TABAC - C'est la première fois depuis 2007 que le prix du tabac n'augmentera pas en France au premier janvier. Dans le cadre du budget rectificatif de 2014, les députés ont opté pour cet amendement à l'Assemblée nationale vendredi 5 décembre, qui modifie le calcul de la fiscalité des prix du tabac.
Le plan antitabac présenté en septembre 2014 par la ministre de la Santé Marisol Touraine ambitionne, grâce à un ensemble de mesures, de faire baisser le nombre de fumeurs -13 millions actuellement - d'environ 10% en 5 ans. Cette décision est un pas en arrière, pour beaucoup d'associations contre le tabac.

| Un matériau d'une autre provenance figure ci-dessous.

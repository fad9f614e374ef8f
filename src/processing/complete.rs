//! Partition completion.
//!
//! Fills in the missing half at every level of subdivision touched by an input
//! block, so the set can be rendered and divided/joined as a full partition.

use crate::models::{AddressBlock, Subnet};
use crate::processing::sort::sort_by_start_address;
use std::collections::HashSet;

/// Add the missing sibling of every block and sort the result.
///
/// A sibling is skipped when it is already present, when it strictly contains
/// an input block (it was expanded elsewhere), or when the block itself
/// strictly contains an input block. All checks run against the input
/// snapshot, never against blocks added during this call, which keeps the
/// result independent of input order and makes the operation idempotent.
///
/// # Arguments
/// * `subnets` - A partition: members are disjoint or nested, never partially overlapping
///
/// # Returns
/// The input records (untouched) plus synthesised siblings, ordered by start address.
pub fn complete_partition(subnets: &[Subnet]) -> Vec<Subnet> {
    let snapshot: Vec<AddressBlock> = subnets.iter().map(|s| s.cidr).collect();
    let present: HashSet<AddressBlock> = snapshot.iter().copied().collect();
    let mut added: HashSet<AddressBlock> = HashSet::new();

    let mut completed: Vec<Subnet> = subnets.to_vec();

    for block in &snapshot {
        let Some(sibling) = missing_sibling(block, &snapshot, &present) else {
            continue;
        };
        if !added.insert(sibling) {
            continue;
        }
        log::debug!("complete_partition: add {sibling} as sibling of {block}");
        completed.push(Subnet::synthetic(sibling));
    }

    log::info!(
        "complete_partition: {} input + {} added = {}",
        subnets.len(),
        added.len(),
        completed.len()
    );

    sort_by_start_address(&mut completed);
    completed
}

/// The sibling of `block` that has to be added, if any.
fn missing_sibling(
    block: &AddressBlock,
    snapshot: &[AddressBlock],
    present: &HashSet<AddressBlock>,
) -> Option<AddressBlock> {
    // a /0 is the whole address space and has no sibling
    let sibling = block.sibling()?;

    if present.contains(&sibling) {
        return None;
    }
    if snapshot.iter().any(|other| sibling.contains(other)) {
        return None;
    }
    if snapshot.iter().any(|other| block.contains(other)) {
        return None;
    }
    Some(sibling)
}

Loin de faire l'unanimité, cet amendement est dénoncé comme favorable aux fabricants de tabac. Des associations antitabac dénoncent un gouvernement qui aurait cédé face à la pression des lobbys de l'industrie, quand les députés socialistes défendent un choix délibéré, et une mesure de lutte face à la contrebande.
"Favoriser l'industrie du tabac"
L'association Droit des non-fumeurs (DNF) dénonce dans un communiqué une modification qui "gèle la fiscalité du tabac et casse le mécanisme de hausse automatique des prix, au plus grand profit de l'industrie du tabac". Elle qualifie de "consternant et gravissime" cet amendement soutenu par le gouvernement. DNF dénonce un ensemble d'amendements qui "favorisent l'industrie du tabac" et qui ont été inspirés par les cigarettiers et les buralistes.

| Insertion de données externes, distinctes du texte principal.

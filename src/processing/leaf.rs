//! Leaf filtering.

use crate::models::AddressBlock;

/// Keep only blocks that contain no other member at a finer prefix.
pub fn filter_leaf_subnets(blocks: &[AddressBlock]) -> Vec<AddressBlock> {
    blocks
        .iter()
        .filter(|candidate| !blocks.iter().any(|other| candidate.contains(other)))
        .copied()
        .collect()
}
//! Error types for subnet partition operations.

use crate::models::AddressBlock;

/// Errors returned by the partition core and its import adapters.
#[derive(Debug, thiserror::Error)]
pub enum SubnetError {
    /// Malformed CIDR string or prefix outside 0..=32.
    #[error("Invalid CIDR format: {0}")]
    InvalidFormat(String),
    /// A /32 can not be divided any further.
    #[error("Can not divide {0}: prefix exhausted")]
    PrefixExhausted(AddressBlock),
    /// The two blocks are not the low/high halves of one parent.
    #[error("Subnets {a} and {b} are not joinable")]
    NotJoinable { a: AddressBlock, b: AddressBlock },
    /// Internal invariant violation, never caused by valid IPv4 input.
    #[error("No common ancestor found")]
    NoCommonAncestor,
    #[error("Subnet {0} not found")]
    NotFound(String),
    #[error("Subnet {0} is listed more than once")]
    DuplicateCidr(AddressBlock),
    #[error("Import failed: {0}")]
    Import(String),
    #[error(transparent)]
    Io(#[from] std::io::Error),
}

pub type Result<T> = std::result::Result<T, SubnetError>;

Autre association, l'Alliance contre le tabac critique "l'incohérence du gouvernement qui, d'un côté, se dote de nouvelles armes pour lutter contre le tabagisme avec le plan national de réduction du tabagisme, et de l'autre, abandonne en rase campagne la politique fiscale qui est l'arme la plus efficace pour lutter contre la consommation de tabac".

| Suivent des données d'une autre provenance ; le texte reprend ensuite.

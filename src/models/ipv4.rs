//! IPv4 address block arithmetic.
//!
//! Provides [`AddressBlock`] for representing a CIDR block (network address plus
//! prefix length), along with utility functions for mask calculations.
//! Width sensitive arithmetic is done in `u64` so a /0 never overflows.

use crate::error::{Result, SubnetError};
use serde::de;
use serde::{Deserialize, Deserializer, Serialize};
use std::net::Ipv4Addr;
use std::str::FromStr;

/// Maximum prefix length for an IPv4 block (32 bits).
pub const MAX_LENGTH: u8 = 32;

fn check_len(len: u8) -> Result<()> {
    if len > MAX_LENGTH {
        Err(SubnetError::InvalidFormat(format!(
            "Network length /{len} is too long"
        )))
    } else {
        Ok(())
    }
}

/// Convert a CIDR prefix length to a subnet mask as u32.
///
/// # Examples
/// ```
/// use subnet_partition::models::get_cidr_mask;
/// assert_eq!(get_cidr_mask(24).unwrap(), 0xFFFFFF00);
/// ```
pub fn get_cidr_mask(len: u8) -> Result<u32> {
    check_len(len)?;
    let right_len = MAX_LENGTH - len;
    let all_bits = u32::MAX as u64;

    let mask = (all_bits >> right_len) << right_len;

    Ok(mask as u32)
}

/// Dotted quad netmask for a prefix length, e.g. `/20` -> `255.255.240.0`.
pub fn netmask(len: u8) -> Result<Ipv4Addr> {
    Ok(Ipv4Addr::from(get_cidr_mask(len)?))
}

/// Number of addresses in a block of the given prefix length.
pub fn block_size(len: u8) -> Result<u64> {
    check_len(len)?;
    Ok(1u64 << (MAX_LENGTH - len))
}

/// Get the network address for a given IP and prefix length.
pub fn cut_addr(addr: Ipv4Addr, len: u8) -> Result<Ipv4Addr> {
    let mask = get_cidr_mask(len)?;
    Ok(Ipv4Addr::from(u32::from(addr) & mask))
}

/// Calculate the broadcast (last) address for a given IP and prefix length.
pub fn broadcast_addr(addr: Ipv4Addr, len: u8) -> Result<Ipv4Addr> {
    let mask = get_cidr_mask(len)?;
    let network_bits = u32::from(addr) & mask;
    Ok(Ipv4Addr::from(network_bits | !mask))
}

/// IPv4 CIDR block.
///
/// The address is always stored as the network (start) address, so two blocks
/// compare equal iff they cover exactly the same range.
#[derive(Eq, PartialEq, Ord, PartialOrd, Debug, Copy, Clone, Hash)]
pub struct AddressBlock {
    addr: Ipv4Addr,
    mask: u8,
}

impl AddressBlock {
    /// Create a block from any address inside it and a prefix length.
    pub fn new(addr: Ipv4Addr, mask: u8) -> Result<AddressBlock> {
        let addr = cut_addr(addr, mask)?;
        Ok(AddressBlock { addr, mask })
    }

    /// Parse a CIDR string (e.g. "10.0.0.0/24").
    pub fn parse(addr_cidr: &str) -> Result<AddressBlock> {
        let addr_cidr = addr_cidr.trim();
        let (addr, mask) = addr_cidr
            .split_once('/')
            .ok_or_else(|| SubnetError::InvalidFormat(format!("missing prefix in '{addr_cidr}'")))?;
        let addr: Ipv4Addr = addr
            .parse()
            .map_err(|_| SubnetError::InvalidFormat(format!("invalid address '{addr}'")))?;
        // u8::from_str accepts a leading '+', reject it along with anything non numeric
        if mask.is_empty() || !mask.bytes().all(|b| b.is_ascii_digit()) {
            return Err(SubnetError::InvalidFormat(format!(
                "invalid prefix length '{mask}'"
            )));
        }
        let mask: u8 = mask
            .parse()
            .map_err(|_| SubnetError::InvalidFormat(format!("invalid prefix length '{mask}'")))?;
        AddressBlock::new(addr, mask)
    }

    /// Network (start) address.
    pub fn addr(&self) -> Ipv4Addr {
        self.addr
    }

    /// Prefix length (0-32).
    pub fn mask(&self) -> u8 {
        self.mask
    }

    /// Start address as u32.
    pub fn start(&self) -> u32 {
        u32::from(self.addr)
    }

    /// Last address as u32.
    pub fn end(&self) -> u32 {
        (self.start() as u64 + self.host_count() - 1) as u32
    }

    /// Get the lowest (network) address in the block.
    pub fn lo(&self) -> Ipv4Addr {
        self.addr
    }

    /// Get the highest (broadcast) address in the block.
    pub fn hi(&self) -> Ipv4Addr {
        Ipv4Addr::from(self.end())
    }

    /// Total number of addresses, 2^32 for a /0.
    pub fn host_count(&self) -> u64 {
        1u64 << (MAX_LENGTH - self.mask)
    }

    /// First and last usable address, `None` for /31 and /32.
    pub fn usable_range(&self) -> Option<(Ipv4Addr, Ipv4Addr)> {
        if self.mask >= MAX_LENGTH - 1 {
            None
        } else {
            Some((
                Ipv4Addr::from(self.start() + 1),
                Ipv4Addr::from(self.end() - 1),
            ))
        }
    }

    /// Subnet mask in dotted quad form.
    pub fn netmask(&self) -> Ipv4Addr {
        let right_len = MAX_LENGTH - self.mask;
        Ipv4Addr::from((((u32::MAX as u64) >> right_len) << right_len) as u32)
    }

    /// True iff `other` lies inside this block at a finer prefix.
    /// Equal blocks never contain each other.
    pub fn contains(&self, other: &AddressBlock) -> bool {
        self.mask < other.mask && self.start() <= other.start() && other.end() <= self.end()
    }

    /// True iff the address lies inside this block.
    pub fn contains_addr(&self, ip: Ipv4Addr) -> bool {
        let ip = u32::from(ip);
        self.start() <= ip && ip <= self.end()
    }

    /// True iff the two address ranges intersect.
    pub fn overlaps(&self, other: &AddressBlock) -> bool {
        self.start() <= other.end() && other.start() <= self.end()
    }

    /// The other half of this block's parent, `None` for a /0.
    pub fn sibling(&self) -> Option<AddressBlock> {
        if self.mask == 0 {
            return None;
        }
        let bit = 1u32 << (MAX_LENGTH - self.mask);
        Some(AddressBlock {
            addr: Ipv4Addr::from(self.start() ^ bit),
            mask: self.mask,
        })
    }

    /// The block one prefix wider that contains this one, `None` for a /0.
    pub fn parent(&self) -> Option<AddressBlock> {
        if self.mask == 0 {
            return None;
        }
        AddressBlock::new(self.addr, self.mask - 1).ok()
    }

    /// Canonical "a.b.c.d/p" form.
    pub fn canonical_string(&self) -> String {
        self.to_string()
    }
}

impl FromStr for AddressBlock {
    type Err = SubnetError;

    fn from_str(s: &str) -> Result<AddressBlock> {
        AddressBlock::parse(s)
    }
}

impl std::fmt::Display for AddressBlock {
    fn fmt(&self, f: &mut std::fmt::Formatter) -> std::fmt::Result {
        write!(f, "{}/{}", self.addr, self.mask)
    }
}

impl Serialize for AddressBlock {
    fn serialize<S>(&self, serializer: S) -> std::result::Result<S::Ok, S::Error>
    where
        S: serde::ser::Serializer,
    {
        serializer.serialize_str(&self.to_string())
    }
}

impl<'de> Deserialize<'de> for AddressBlock {
    fn deserialize<D>(deserializer: D) -> std::result::Result<AddressBlock, D::Error>
    where
        D: Deserializer<'de>,
    {
        let s = String::deserialize(deserializer)?;
        AddressBlock::parse(&s).map_err(de::Error::custom)
    }
}

#[cfg(test)]
mod tests {
    use super::*;

    fn block(s: &str) -> AddressBlock {
        AddressBlock::parse(s).unwrap()
    }

    #[test]
    fn test_get_cidr_mask() {
        assert_eq!(get_cidr_mask(0).unwrap(), 0x00000000);
        assert_eq!(get_cidr_mask(8).unwrap(), 0xFF000000);
        assert_eq!(get_cidr_mask(16).unwrap(), 0xFFFF0000);
        assert_eq!(get_cidr_mask(24).unwrap(), 0xFFFFFF00);
        assert_eq!(get_cidr_mask(32).unwrap(), 0xFFFFFFFF);
        assert!(get_cidr_mask(33).is_err());
    }

    #[test]
    fn test_cut_addr() {
        let ip = Ipv4Addr::new(192, 168, 1, 42);
        assert_eq!(cut_addr(ip, 24).unwrap(), Ipv4Addr::new(192, 168, 1, 0));
        assert_eq!(cut_addr(ip, 16).unwrap(), Ipv4Addr::new(192, 168, 0, 0));
        assert_eq!(cut_addr(ip, 0).unwrap(), Ipv4Addr::new(0, 0, 0, 0));
        assert_eq!(cut_addr(ip, 32).unwrap(), Ipv4Addr::new(192, 168, 1, 42));
        assert!(cut_addr(ip, 33).is_err());
    }

    #[test]
    fn test_broadcast_addr() {
        let ip = Ipv4Addr::new(192, 168, 1, 0);
        assert_eq!(
            broadcast_addr(ip, 24).unwrap(),
            Ipv4Addr::new(192, 168, 1, 255)
        );
        assert_eq!(
            broadcast_addr(ip, 16).unwrap(),
            Ipv4Addr::new(192, 168, 255, 255)
        );
        assert_eq!(
            broadcast_addr(ip, 32).unwrap(),
            Ipv4Addr::new(192, 168, 1, 0)
        );
        assert_eq!(
            broadcast_addr(ip, 0).unwrap(),
            Ipv4Addr::new(255, 255, 255, 255)
        );
    }

    #[test]
    fn test_netmask() {
        assert_eq!(netmask(20).unwrap(), Ipv4Addr::new(255, 255, 240, 0));
        assert_eq!(block("10.0.0.0/0").netmask(), Ipv4Addr::new(0, 0, 0, 0));
        assert_eq!(
            block("10.0.0.1/32").netmask(),
            Ipv4Addr::new(255, 255, 255, 255)
        );
        assert_eq!(block_size(0).unwrap(), 4294967296);
        assert_eq!(block_size(32).unwrap(), 1);
    }

    #[test]
    fn test_parse() {
        let b = block(" 192.168.1.42/24 ");
        assert_eq!(b.addr(), Ipv4Addr::new(192, 168, 1, 0));
        assert_eq!(b.mask(), 24);
        assert!(AddressBlock::parse("192.168.1.0").is_err());
        assert!(AddressBlock::parse("192.168.1/24").is_err());
        assert!(AddressBlock::parse("192.168.1.256/24").is_err());
        assert!(AddressBlock::parse("192.168.1.0/33").is_err());
        assert!(AddressBlock::parse("192.168.1.0/-1").is_err());
        assert!(AddressBlock::parse("192.168.1.0/+8").is_err());
        assert!(AddressBlock::parse("192.168.1.0/").is_err());
        assert!(matches!(
            AddressBlock::parse("nonsense"),
            Err(SubnetError::InvalidFormat(_))
        ));
    }

    #[test]
    fn test_canonical_round_trip() {
        for s in ["0.0.0.0/0", "10.0.0.0/8", "192.168.128.0/17", "255.255.255.255/32"] {
            let b = block(s);
            assert_eq!(b.canonical_string(), s);
            assert_eq!(block(&b.canonical_string()), b);
        }
        assert_eq!(block("10.1.2.3/8").to_string(), "10.0.0.0/8");
    }

    #[test]
    fn test_range_edges() {
        let all = block("0.0.0.0/0");
        assert_eq!(all.start(), 0);
        assert_eq!(all.end(), u32::MAX);
        assert_eq!(all.host_count(), 4294967296);
        assert_eq!(
            all.usable_range(),
            Some((Ipv4Addr::new(0, 0, 0, 1), Ipv4Addr::new(255, 255, 255, 254)))
        );

        let host = block("10.0.0.7/32");
        assert_eq!(host.start(), host.end());
        assert_eq!(host.host_count(), 1);
        assert_eq!(host.usable_range(), None);
        assert_eq!(block("10.0.0.6/31").usable_range(), None);

        let b = block("192.168.0.0/17");
        assert_eq!(b.hi(), Ipv4Addr::new(192, 168, 127, 255));
        assert_eq!(b.host_count(), 32768);
        assert_eq!(
            b.usable_range(),
            Some((
                Ipv4Addr::new(192, 168, 0, 1),
                Ipv4Addr::new(192, 168, 127, 254)
            ))
        );
    }

    #[test]
    fn test_contains() {
        let big = block("10.0.0.0/8");
        let small = block("10.0.10.64/26");
        assert!(big.contains(&small));
        assert!(!small.contains(&big));
        assert!(!big.contains(&big));
        assert!(!big.contains(&block("11.0.0.0/26")));
        assert!(block("0.0.0.0/0").contains(&block("255.255.255.255/32")));
        assert!(big.contains_addr(Ipv4Addr::new(10, 255, 255, 255)));
        assert!(!big.contains_addr(Ipv4Addr::new(11, 0, 0, 0)));
    }

    #[test]
    fn test_overlaps() {
        assert!(block("10.0.0.0/8").overlaps(&block("10.1.0.0/16")));
        assert!(block("10.0.0.0/8").overlaps(&block("10.0.0.0/8")));
        assert!(!block("10.0.0.0/16").overlaps(&block("10.1.0.0/16")));
    }

    #[test]
    fn test_sibling() {
        assert_eq!(
            block("192.168.0.0/17").sibling(),
            Some(block("192.168.128.0/17"))
        );
        assert_eq!(
            block("192.168.128.0/17").sibling(),
            Some(block("192.168.0.0/17"))
        );
        assert_eq!(
            block("255.255.255.255/32").sibling(),
            Some(block("255.255.255.254/32"))
        );
        assert_eq!(block("128.0.0.0/1").sibling(), Some(block("0.0.0.0/1")));
        assert_eq!(block("0.0.0.0/0").sibling(), None);
    }

    #[test]
    fn test_parent() {
        assert_eq!(
            block("192.168.128.0/17").parent(),
            Some(block("192.168.0.0/16"))
        );
        assert_eq!(block("128.0.0.0/1").parent(), Some(block("0.0.0.0/0")));
        assert_eq!(block("0.0.0.0/0").parent(), None);
    }

    #[test]
    fn test_cmp() {
        let ip1 = block("10.0.10.0/24");
        let ip2 = block("10.0.0.0/8");
        let ip3 = block("10.0.10.64/26");
        assert!(ip2 < ip1);
        assert!(ip1 < ip3);
        assert!(block("10.0.0.0/8") < block("10.0.0.0/9"));
    }

    #[test]
    fn test_serde() {
        let b = block("10.20.0.0/14");
        let json = serde_json::to_string(&b).unwrap();
        assert_eq!(json, "\"10.20.0.0/14\"");
        let back: AddressBlock = serde_json::from_str(&json).unwrap();
        assert_eq!(back, b);
        assert!(serde_json::from_str::<AddressBlock>("\"10.0.0.0/40\"").is_err());
    }
}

"Cette décision traduit malheureusement l'influence majeure de ce lobby en France qui ne cesse de mettre à mal les mesures efficaces pour réduire la consommation de tabac", déplore le Comité national contre le tabagisme (CNCT), une autre association qui évalue à 160 millions d'euros le manque à gagner pour les recettes de l'Etat.
La pression des lobbys?
Pour Michèle Delaunay, le gouvernement a cédé. La députée socialiste rappelle les nombreuses manifestations menées par les buralistes récemment. Ces mouvements ont pu influencer selon elle l'orientation de cette politique en faveur des fabricants et des buralistes. "Nous avons cédé sans rien obtenir d'eux en contrepartie. Le prix est pourtant l'arme la plus efficace pour réduire la consommation et éviter l'entrée dans l'addiction", souligne-t-elle dans les lignes de l'Expansion.
Quant à la pression des lobbys, elle l'évoque à demi-mots. "On peut s'interroger. Les cigarettiers sont puissants et extrêmement organisés. Ils nous empêchent d'avoir une politique ferme dans la lutte contre le tabac", détaille-t-elle.
Quel manque à gagner pour l'Etat?
Le tabac, et ses taxes, rapportent beaucoup à la France. Les associations, tout comme la rapporteure socialiste du Budget, Valérie Rabault, déplorent un manque à gagner important pour l'Etat. "Les recettes de vente iront alimenter les marges des fabricants de cigarettes et plus les caisses de la Sécurité sociale", explique Valérie Rabault dans Les Echos.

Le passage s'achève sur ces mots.